Portrait of a Noob - ptn
http://steve-yegge.blogspot.com/2008/02/portrait-of-n00b.html

======
olliesaunders
I've shared Yegge's disdain for static typing for quite some time. One of the
best examples of how awful it can be is type hinting (optional type
constraints on parameters) in PHP. Many times I've explained to people why
type hints are awful thing deserving banishment to hell — along with Facebook
suggestions and Microsoft product recommendations — but so many PHP
programmers seem to love them! Now that I read this I can see why that sort of
thinking is bound to exist for a language like PHP (read: noobs).

Recently, however, I've been getting into Haskell and in doing so I found my
opinion on static typing left a little beaten in the legs and suffering some
obvious facial wounds. Static typing works in Haskell, I'm pretty sure of
that. The question I'm left with is, why?

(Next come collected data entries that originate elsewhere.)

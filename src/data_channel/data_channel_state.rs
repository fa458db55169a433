idl_enum! {
    /// RTCDataChannelState indicates the state of a data channel.
    pub enum RTCDataChannelState {
        /// The channel is being established. Both channels created with
        /// `create_data_channel` and channels announced by the remote peer start
        /// here.
        Connecting = "connecting",

        /// The underlying transport is established and data can flow.
        Open = "open",

        /// Closing of the underlying transport has started.
        Closing = "closing",

        /// The underlying transport has been closed or could not be established.
        Closed = "closed",
    }
}
use serde::{Deserialize, Serialize};

/// AnswerOptions structure describes the options used to control the answer
/// creation process.
#[derive(Default, Debug, PartialEq, Eq, Copy, Clone, Serialize, Deserialize)]
#[serde(rename_all = "camelCase", default)]
pub struct RTCAnswerOptions {
    /// voice_activity_detection allows the application to provide information
    /// about whether it wishes voice detection feature to be enabled or disabled.
    pub voice_activity_detection: bool,
}

/// OfferOptions structure describes the options used to control the offer
/// creation process
///
/// ## Specifications
///
/// * [W3C]
///
/// [W3C]: https://w3c.github.io/webrtc-pc/#dictionary-rtcofferoptions-members
#[derive(Default, Debug, PartialEq, Eq, Copy, Clone, Serialize, Deserialize)]
#[serde(rename_all = "camelCase", default)]
pub struct RTCOfferOptions {
    /// voice_activity_detection allows the application to provide information
    /// about whether it wishes voice detection feature to be enabled or disabled.
    pub voice_activity_detection: bool,

    /// ice_restart forces the underlying ice gathering process to be restarted.
    /// When this value is true, the generated description will have ICE
    /// credentials that are different from the current credentials
    pub ice_restart: bool,
}
use std::sync::Arc;

use arc_swap::ArcSwapOption;

use crate::event::*;

/// The `on<type>` handler slots of an [`RTCDataChannel`].
///
/// [`RTCDataChannel`]: crate::data_channel::RTCDataChannel
#[derive(Default)]
pub(crate) struct RTCDataChannelHandlers {
    on_open: ArcSwapOption<EventListener>,
    on_message: ArcSwapOption<EventListener>,
    on_error: ArcSwapOption<EventListener>,
    on_close: ArcSwapOption<EventListener>,
}

impl RTCDataChannelHandlers {
    fn slot(&self, event_type: &str) -> Option<&ArcSwapOption<EventListener>> {
        let slot = match event_type {
            EVENT_OPEN => &self.on_open,
            EVENT_MESSAGE => &self.on_message,
            EVENT_ERROR => &self.on_error,
            EVENT_CLOSE => &self.on_close,
            _ => return None,
        };
        Some(slot)
    }

    pub(crate) fn set(&self, event_type: &str, handler: Option<EventListener>) {
        match self.slot(event_type) {
            Some(slot) => slot.store(handler.map(Arc::new)),
            None => log::debug!("no {event_type} handler slot on a data channel"),
        }
    }
}

impl LegacyHandlers for RTCDataChannelHandlers {
    fn handler(&self, event_type: &str) -> Option<EventListener> {
        self.slot(event_type)?
            .load_full()
            .map(|handler| (*handler).clone())
    }
}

I think it might have something to do with the fact that type checks in class-
based OO languages don't even begin to insure the program correctness that
novices are often foolish enough to think they do. Everyone else recognizes
the need for all manner of testing, and that's how correctness is proved
(albeit, approximately) in imperative languages. In Haskell, I've found that
type checks go quite some way to proving correctness, no really! (They don't
actually prove correctness but proofs of correctness would be impossible
without them). Without even bothering to do any proofs or testing you get a
much more rigorous check for correctness in Haskell than you do when a Java
program successfully compiles.

I can't emphasize this difference enough. To me static typing in Java is an
annoyance and a lie. And so when I program in a language that teeters between
static and dynamic typing, such as PHP, I go out of my way to write libraries
that make things more dynamic (I've got one GitHub) and I call men who
advocate aforementioned type hinting, girls names. In Haskell, it's totally
different; it actually works; it's actually useful. Not to mention the clever
stuff that you can do with types which I couldn't begin to do justice here
given my inexperience.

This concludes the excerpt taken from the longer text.